Given the ability for holders to exchange between HTWR and HIN, it is expected that the trading prices of the two forms of security will broadly track one another. That is, it is expected that the trading price of HTWR securities on NASDAQ should be approximately 35 times the trading price of HIN securities on ASX after allowing for the USD/AUD exchange rate.

US Market Makers

In order to establish a trading market in the United States following the NASDAQ listing, J.P. Morgan, Cannaccord Adams and Lazard Capital Management will serve as HeartWare’s initial market makers. Analyst coverage has already commenced, with Lazard Capital Management, Summer Street Research Partners and Pacific Growth Equities having initiated research in recent months.

Capital Structure

HeartWare currently has 8,866,702 shares of common stock on issue. The vast proportion of these are represented by 308,799,610 CDIs (being a ratio of one share of common stock to 35 CDIs). Following the listing on NASDAQ, it is expected that a number of investors, particularly those based in the US, will migrate their holdings from Australia to the US by exchanging their CDIs for common stock.

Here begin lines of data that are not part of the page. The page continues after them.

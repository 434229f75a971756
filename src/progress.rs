//! Progress reporting: yt-dlp output parsing and the UI-side progress state.

use crate::model::ProgressEvent;

/// Passed to `--progress-template`. Every hook call prints one line of
/// `ytgrab|status|downloaded|total|estimate|speed`, with `NA` for unknown fields.
pub const PROGRESS_TEMPLATE: &str = "download:ytgrab|%(progress.status)s|%(progress.downloaded_bytes)s|%(progress.total_bytes)s|%(progress.total_bytes_estimate)s|%(progress.speed)s";

const LINE_PREFIX: &str = "ytgrab|";

pub fn parse_progress_from_line(line: &str) -> Option<ProgressEvent> {
    let rest = line.trim().strip_prefix(LINE_PREFIX)?;
    let mut fields = rest.split('|');
    match fields.next()? {
        "downloading" => {
            let downloaded_bytes = number(fields.next()).map(|v| v as u64).unwrap_or(0);
            let total_bytes = number(fields.next()).map(|v| v as u64);
            let total_bytes_estimate = number(fields.next()).map(|v| v as u64);
            let speed_bytes_per_sec = number(fields.next());
            Some(ProgressEvent::Progressing {
                downloaded_bytes,
                total_bytes,
                total_bytes_estimate,
                speed_bytes_per_sec,
            })
        }
        "finished" => Some(ProgressEvent::Processing),
        _ => None,
    }
}

fn number(field: Option<&str>) -> Option<f64> {
    field?
        .trim()
        .parse::<f64>()
        .ok()
        .filter(|v| v.is_finite() && *v >= 0.0)
}

/// Percent complete, or `None` when no positive total is known
pub fn percentage(downloaded: u64, total: Option<u64>) -> Option<f64> {
    match total {
        Some(total) if total > 0 => Some(downloaded as f64 / total as f64 * 100.0),
        _ => None,
    }
}

/// Exact size when known, otherwise yt-dlp's estimate
fn known_total(total: Option<u64>, estimate: Option<u64>) -> Option<u64> {
    total.filter(|t| *t > 0).or(estimate.filter(|e| *e > 0))
}

/// Lets one log line through per ten percent crossed.
#[derive(Debug, Default)]
pub struct DecileThrottle {
    last_logged: i64,
}

impl DecileThrottle {
    pub fn should_log(&mut self, percent: f64) -> bool {
        let whole = percent.floor() as i64;
        if whole % 10 == 0 && whole != self.last_logged {
            self.last_logged = whole;
            true
        } else {
            false
        }
    }
}

/// What the progress bar and label show for the current download.
/// Owned and mutated by the UI thread only.
#[derive(Debug)]
pub struct ProgressView {
    /// 0.0..=1.0, `None` while the size is unknown
    pub fraction: Option<f32>,
    pub label: String,
    throttle: DecileThrottle,
}

impl Default for ProgressView {
    fn default() -> Self {
        Self {
            fraction: Some(0.0),
            label: "0%".to_string(),
            throttle: DecileThrottle::default(),
        }
    }
}

impl ProgressView {
    /// Updates the view and returns a line for the log, if one is due.
    pub fn apply(&mut self, event: &ProgressEvent) -> Option<String> {
        match event {
            ProgressEvent::Started => {
                *self = Self::default();
                None
            }
            ProgressEvent::Progressing {
                downloaded_bytes,
                total_bytes,
                total_bytes_estimate,
                speed_bytes_per_sec,
            } => {
                let speed = speed_text(*speed_bytes_per_sec);
                let total = known_total(*total_bytes, *total_bytes_estimate);
                match percentage(*downloaded_bytes, total) {
                    Some(pct) => {
                        self.fraction = Some((pct / 100.0).clamp(0.0, 1.0) as f32);
                        self.label = format!("{:.1}% ({})", pct, speed);
                        if self.throttle.should_log(pct) {
                            let total = total.unwrap_or_default();
                            return Some(format!(
                                "Downloaded {:.1}MB of {:.1}MB ({:.1}%)",
                                mebibytes(*downloaded_bytes),
                                mebibytes(total),
                                pct
                            ));
                        }
                        None
                    }
                    None => {
                        self.fraction = None;
                        self.label = format!("Downloading... ({})", speed);
                        None
                    }
                }
            }
            ProgressEvent::Processing => {
                self.label = "Processing...".to_string();
                Some("Download finished, now processing...".to_string())
            }
            ProgressEvent::Finished => {
                self.fraction = Some(1.0);
                self.label = "Done".to_string();
                None
            }
            ProgressEvent::Failed { .. } => {
                self.label = "Failed".to_string();
                None
            }
        }
    }
}

fn mebibytes(bytes: u64) -> f64 {
    bytes as f64 / 1024.0 / 1024.0
}

fn speed_text(speed: Option<f64>) -> String {
    match speed {
        Some(bps) => format!("{:.2} MB/s", bps / 1024.0 / 1024.0),
        None => "N/A".to_string(),
    }
}

#[cfg(test)]
mod tests {
    use super::*;

    fn progressing(downloaded: u64, total: Option<u64>) -> ProgressEvent {
        ProgressEvent::Progressing {
            downloaded_bytes: downloaded,
            total_bytes: total,
            total_bytes_estimate: None,
            speed_bytes_per_sec: None,
        }
    }

    #[test]
    fn percentage_of_known_total() {
        let pct = percentage(512_000, Some(1_048_576)).unwrap();
        assert!((pct - 48.828125).abs() < 1e-9);
        assert_eq!(percentage(10, Some(0)), None);
        assert_eq!(percentage(10, None), None);
    }

    #[test]
    fn throttle_logs_once_per_decile() {
        let mut throttle = DecileThrottle::default();
        let logged = [9.9, 10.0, 10.1, 19.9, 20.0]
            .into_iter()
            .filter(|p| throttle.should_log(*p))
            .count();
        assert_eq!(logged, 2);
    }

    #[test]
    fn throttle_skips_zero_and_repeats() {
        let mut throttle = DecileThrottle::default();
        assert!(!throttle.should_log(0.0));
        assert!(!throttle.should_log(0.5));
        assert!(throttle.should_log(30.2));
        assert!(!throttle.should_log(30.9));
        assert!(throttle.should_log(100.0));
    }

    #[test]
    fn parses_template_lines() {
        assert_eq!(
            parse_progress_from_line("ytgrab|downloading|512000|1048576|NA|1048576.5"),
            Some(ProgressEvent::Progressing {
                downloaded_bytes: 512_000,
                total_bytes: Some(1_048_576),
                total_bytes_estimate: None,
                speed_bytes_per_sec: Some(1_048_576.5),
            })
        );
        assert_eq!(
            parse_progress_from_line("ytgrab|downloading|1024|NA|4096.7|NA"),
            Some(ProgressEvent::Progressing {
                downloaded_bytes: 1024,
                total_bytes: None,
                total_bytes_estimate: Some(4096),
                speed_bytes_per_sec: None,
            })
        );
        assert_eq!(
            parse_progress_from_line("ytgrab|finished|2048|2048|NA|NA"),
            Some(ProgressEvent::Processing)
        );
        assert_eq!(parse_progress_from_line("[download] Destination: x.webm"), None);
        assert_eq!(parse_progress_from_line("ytgrab|error|NA|NA|NA|NA"), None);
    }

    #[test]
    fn view_reports_percent_and_logs_deciles() {
        let mut view = ProgressView::default();
        assert_eq!(view.apply(&ProgressEvent::Started), None);

        assert_eq!(view.apply(&progressing(512_000, Some(1_048_576))), None);
        assert_eq!(view.label, "48.8% (N/A)");
        assert!((view.fraction.unwrap() - 0.488).abs() < 0.001);

        let line = view.apply(&progressing(524_288, Some(1_048_576)));
        assert_eq!(line.as_deref(), Some("Downloaded 0.5MB of 1.0MB (50.0%)"));
        assert_eq!(view.apply(&progressing(530_000, Some(1_048_576))), None);
    }

    #[test]
    fn view_goes_indeterminate_without_total() {
        let mut view = ProgressView::default();
        view.apply(&ProgressEvent::Progressing {
            downloaded_bytes: 100,
            total_bytes: None,
            total_bytes_estimate: None,
            speed_bytes_per_sec: Some(2.0 * 1024.0 * 1024.0),
        });
        assert_eq!(view.fraction, None);
        assert_eq!(view.label, "Downloading... (2.00 MB/s)");
    }

    #[test]
    fn view_uses_estimate_when_total_missing() {
        let mut view = ProgressView::default();
        view.apply(&ProgressEvent::Progressing {
            downloaded_bytes: 250,
            total_bytes: None,
            total_bytes_estimate: Some(1000),
            speed_bytes_per_sec: None,
        });
        assert_eq!(view.label, "25.0% (N/A)");
    }

    #[test]
    fn processing_and_terminal_labels() {
        let mut view = ProgressView::default();
        assert_eq!(
            view.apply(&ProgressEvent::Processing).as_deref(),
            Some("Download finished, now processing...")
        );
        assert_eq!(view.label, "Processing...");
        view.apply(&ProgressEvent::Finished);
        assert_eq!(view.fraction, Some(1.0));
    }
}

Approximately 80% of HeartWare’s shares are held by investors located in the United States. The Company’s four largest shareholders, Apple Tree Partners, Mr. Muneer Satter, Fidelity Investments and Deephaven Capital Management, together account for approximately 60% of HeartWare’s issued capital. The remaining 20% of US-owned stock is held by a relatively small number of primarily specialist healthcare funds.